## [The problem]
The lines from the top of the data down to the line with "use crate::document::DocumentState;" should be repeated exactly, both ends included.

Saved data entries
════════════════════

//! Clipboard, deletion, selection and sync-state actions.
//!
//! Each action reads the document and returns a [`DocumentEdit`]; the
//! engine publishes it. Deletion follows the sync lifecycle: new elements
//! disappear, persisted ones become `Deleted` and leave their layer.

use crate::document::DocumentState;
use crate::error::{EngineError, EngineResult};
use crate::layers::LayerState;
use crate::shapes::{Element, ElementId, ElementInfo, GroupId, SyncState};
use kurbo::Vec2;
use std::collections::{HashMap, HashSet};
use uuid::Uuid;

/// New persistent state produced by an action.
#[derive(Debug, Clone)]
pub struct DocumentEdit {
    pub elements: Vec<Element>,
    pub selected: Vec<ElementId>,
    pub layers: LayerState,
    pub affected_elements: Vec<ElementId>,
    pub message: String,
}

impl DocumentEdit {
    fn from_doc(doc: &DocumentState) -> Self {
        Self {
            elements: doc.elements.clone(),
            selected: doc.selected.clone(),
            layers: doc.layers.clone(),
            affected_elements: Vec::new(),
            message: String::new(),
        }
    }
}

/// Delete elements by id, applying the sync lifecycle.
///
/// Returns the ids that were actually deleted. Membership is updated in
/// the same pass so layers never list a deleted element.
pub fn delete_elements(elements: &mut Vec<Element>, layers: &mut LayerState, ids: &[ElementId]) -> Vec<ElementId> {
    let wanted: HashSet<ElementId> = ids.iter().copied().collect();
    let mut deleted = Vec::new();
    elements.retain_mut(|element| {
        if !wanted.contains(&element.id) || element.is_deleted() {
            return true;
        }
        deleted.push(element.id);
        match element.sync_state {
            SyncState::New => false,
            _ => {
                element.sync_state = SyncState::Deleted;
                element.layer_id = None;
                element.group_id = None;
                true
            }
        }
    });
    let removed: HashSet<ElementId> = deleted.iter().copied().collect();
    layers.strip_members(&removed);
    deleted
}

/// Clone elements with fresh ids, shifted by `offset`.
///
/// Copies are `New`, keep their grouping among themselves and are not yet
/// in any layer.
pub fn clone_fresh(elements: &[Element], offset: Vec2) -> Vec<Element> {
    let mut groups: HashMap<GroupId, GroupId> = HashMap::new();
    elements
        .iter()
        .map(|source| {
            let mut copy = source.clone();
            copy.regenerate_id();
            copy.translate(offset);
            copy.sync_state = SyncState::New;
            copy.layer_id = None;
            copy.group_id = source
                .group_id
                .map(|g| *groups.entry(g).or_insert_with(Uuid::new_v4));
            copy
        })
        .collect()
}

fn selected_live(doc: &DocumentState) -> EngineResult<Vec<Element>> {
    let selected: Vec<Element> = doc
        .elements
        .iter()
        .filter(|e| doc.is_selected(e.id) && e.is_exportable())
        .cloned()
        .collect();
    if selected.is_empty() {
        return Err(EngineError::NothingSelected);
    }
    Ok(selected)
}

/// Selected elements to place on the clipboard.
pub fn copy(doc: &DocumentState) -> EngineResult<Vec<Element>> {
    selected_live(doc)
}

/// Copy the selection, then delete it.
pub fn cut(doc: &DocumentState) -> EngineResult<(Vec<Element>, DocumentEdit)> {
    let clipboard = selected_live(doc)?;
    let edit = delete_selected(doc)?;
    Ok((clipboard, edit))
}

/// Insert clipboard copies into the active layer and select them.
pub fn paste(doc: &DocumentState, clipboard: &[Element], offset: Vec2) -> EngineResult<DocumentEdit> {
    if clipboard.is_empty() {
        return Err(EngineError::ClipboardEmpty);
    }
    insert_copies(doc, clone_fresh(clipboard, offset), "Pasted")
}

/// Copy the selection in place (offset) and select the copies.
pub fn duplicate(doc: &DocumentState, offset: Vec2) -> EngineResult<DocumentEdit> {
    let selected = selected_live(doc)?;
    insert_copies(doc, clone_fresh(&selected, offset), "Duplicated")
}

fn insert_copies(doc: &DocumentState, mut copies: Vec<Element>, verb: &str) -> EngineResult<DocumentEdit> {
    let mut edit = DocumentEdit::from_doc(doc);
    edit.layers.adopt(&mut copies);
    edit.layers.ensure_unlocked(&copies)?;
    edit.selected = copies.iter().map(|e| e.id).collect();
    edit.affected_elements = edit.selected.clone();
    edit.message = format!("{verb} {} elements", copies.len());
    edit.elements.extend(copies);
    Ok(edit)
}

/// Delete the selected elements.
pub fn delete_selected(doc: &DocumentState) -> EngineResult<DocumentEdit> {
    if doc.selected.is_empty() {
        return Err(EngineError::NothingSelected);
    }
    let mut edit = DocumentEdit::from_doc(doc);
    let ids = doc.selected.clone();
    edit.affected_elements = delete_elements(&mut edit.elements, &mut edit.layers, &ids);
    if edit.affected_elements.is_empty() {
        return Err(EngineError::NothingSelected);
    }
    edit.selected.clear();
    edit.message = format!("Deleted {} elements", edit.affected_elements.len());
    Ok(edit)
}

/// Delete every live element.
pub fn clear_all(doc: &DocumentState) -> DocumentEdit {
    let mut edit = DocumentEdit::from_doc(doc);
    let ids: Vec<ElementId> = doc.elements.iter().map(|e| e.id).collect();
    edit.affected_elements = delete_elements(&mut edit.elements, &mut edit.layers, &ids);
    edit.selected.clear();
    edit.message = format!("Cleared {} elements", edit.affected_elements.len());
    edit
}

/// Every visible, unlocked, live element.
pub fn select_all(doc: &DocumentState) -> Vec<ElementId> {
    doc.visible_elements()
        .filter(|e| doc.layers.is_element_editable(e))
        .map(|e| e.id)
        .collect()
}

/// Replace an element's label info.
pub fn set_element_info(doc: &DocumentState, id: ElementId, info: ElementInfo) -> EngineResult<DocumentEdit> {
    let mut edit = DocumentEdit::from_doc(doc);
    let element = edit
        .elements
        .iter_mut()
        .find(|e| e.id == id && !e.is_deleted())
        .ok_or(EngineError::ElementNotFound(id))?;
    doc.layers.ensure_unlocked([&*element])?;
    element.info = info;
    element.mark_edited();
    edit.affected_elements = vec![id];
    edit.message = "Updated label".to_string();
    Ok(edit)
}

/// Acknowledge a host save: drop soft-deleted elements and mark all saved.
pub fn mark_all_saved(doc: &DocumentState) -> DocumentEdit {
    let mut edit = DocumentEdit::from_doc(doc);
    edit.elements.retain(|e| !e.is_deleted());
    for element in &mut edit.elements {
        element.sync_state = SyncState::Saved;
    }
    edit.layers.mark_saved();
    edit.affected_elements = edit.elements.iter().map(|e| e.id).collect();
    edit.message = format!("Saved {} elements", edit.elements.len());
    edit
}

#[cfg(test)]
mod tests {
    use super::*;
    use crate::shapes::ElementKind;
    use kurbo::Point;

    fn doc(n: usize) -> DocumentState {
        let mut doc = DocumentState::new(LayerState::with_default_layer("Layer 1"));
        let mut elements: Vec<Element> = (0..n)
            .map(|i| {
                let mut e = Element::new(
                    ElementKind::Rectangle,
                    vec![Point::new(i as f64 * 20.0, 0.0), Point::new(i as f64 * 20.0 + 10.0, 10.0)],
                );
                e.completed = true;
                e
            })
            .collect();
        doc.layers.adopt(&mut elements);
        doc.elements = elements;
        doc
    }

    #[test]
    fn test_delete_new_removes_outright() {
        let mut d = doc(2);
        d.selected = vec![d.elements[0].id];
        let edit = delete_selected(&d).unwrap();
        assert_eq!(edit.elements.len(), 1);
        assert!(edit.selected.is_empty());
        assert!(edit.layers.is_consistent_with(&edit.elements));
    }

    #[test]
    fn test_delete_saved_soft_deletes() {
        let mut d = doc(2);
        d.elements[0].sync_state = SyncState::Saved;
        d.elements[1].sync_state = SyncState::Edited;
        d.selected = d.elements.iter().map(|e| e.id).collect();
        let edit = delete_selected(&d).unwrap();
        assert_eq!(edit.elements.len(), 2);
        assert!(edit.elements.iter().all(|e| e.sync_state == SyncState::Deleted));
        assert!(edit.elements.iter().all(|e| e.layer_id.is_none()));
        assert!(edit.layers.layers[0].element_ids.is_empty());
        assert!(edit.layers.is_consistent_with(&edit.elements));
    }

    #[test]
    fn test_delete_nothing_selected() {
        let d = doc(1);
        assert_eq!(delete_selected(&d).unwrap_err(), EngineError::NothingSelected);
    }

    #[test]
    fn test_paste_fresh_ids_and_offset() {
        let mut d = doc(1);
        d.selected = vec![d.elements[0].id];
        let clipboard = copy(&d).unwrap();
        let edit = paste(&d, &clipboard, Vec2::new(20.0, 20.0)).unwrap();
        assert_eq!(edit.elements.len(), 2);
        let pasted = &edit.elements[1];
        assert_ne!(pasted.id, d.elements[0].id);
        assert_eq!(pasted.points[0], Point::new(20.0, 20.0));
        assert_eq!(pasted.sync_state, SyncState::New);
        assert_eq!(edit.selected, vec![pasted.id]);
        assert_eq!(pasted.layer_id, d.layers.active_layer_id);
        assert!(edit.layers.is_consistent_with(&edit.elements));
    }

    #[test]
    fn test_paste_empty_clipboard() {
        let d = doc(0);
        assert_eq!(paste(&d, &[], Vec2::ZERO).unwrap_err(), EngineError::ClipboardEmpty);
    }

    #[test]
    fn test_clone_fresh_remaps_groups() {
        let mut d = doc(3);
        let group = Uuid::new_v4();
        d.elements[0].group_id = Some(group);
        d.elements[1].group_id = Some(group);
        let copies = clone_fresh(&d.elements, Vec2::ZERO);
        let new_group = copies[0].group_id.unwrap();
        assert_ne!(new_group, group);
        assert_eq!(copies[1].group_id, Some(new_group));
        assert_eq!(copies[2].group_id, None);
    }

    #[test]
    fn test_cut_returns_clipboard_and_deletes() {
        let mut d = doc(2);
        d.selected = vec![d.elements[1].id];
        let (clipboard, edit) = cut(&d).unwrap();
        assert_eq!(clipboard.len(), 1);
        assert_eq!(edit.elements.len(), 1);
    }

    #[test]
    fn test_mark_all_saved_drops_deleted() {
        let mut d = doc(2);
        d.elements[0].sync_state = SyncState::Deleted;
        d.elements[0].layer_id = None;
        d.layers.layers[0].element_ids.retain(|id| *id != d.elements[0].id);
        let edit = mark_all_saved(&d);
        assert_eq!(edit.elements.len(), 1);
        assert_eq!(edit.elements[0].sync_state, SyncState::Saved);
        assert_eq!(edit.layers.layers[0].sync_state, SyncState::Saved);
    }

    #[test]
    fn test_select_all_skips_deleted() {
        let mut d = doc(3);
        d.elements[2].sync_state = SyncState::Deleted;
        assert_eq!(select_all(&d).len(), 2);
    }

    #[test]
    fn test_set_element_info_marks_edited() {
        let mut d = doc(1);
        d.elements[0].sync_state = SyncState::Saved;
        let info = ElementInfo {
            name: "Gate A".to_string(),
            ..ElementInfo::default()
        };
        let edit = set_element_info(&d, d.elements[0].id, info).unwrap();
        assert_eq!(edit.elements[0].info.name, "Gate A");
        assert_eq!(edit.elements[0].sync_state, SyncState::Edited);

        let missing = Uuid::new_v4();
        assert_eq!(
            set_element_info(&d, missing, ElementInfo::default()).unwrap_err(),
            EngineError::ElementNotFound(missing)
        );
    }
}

════════════════════

## [Result]
//! Clipboard, deletion, selection and sync-state actions.
//!
//! Each action reads the document and returns a [`DocumentEdit`]; the
//! engine publishes it. Deletion follows the sync lifecycle: new elements
//! disappear, persisted ones become `Deleted` and leave their layer.

use crate::document::DocumentState;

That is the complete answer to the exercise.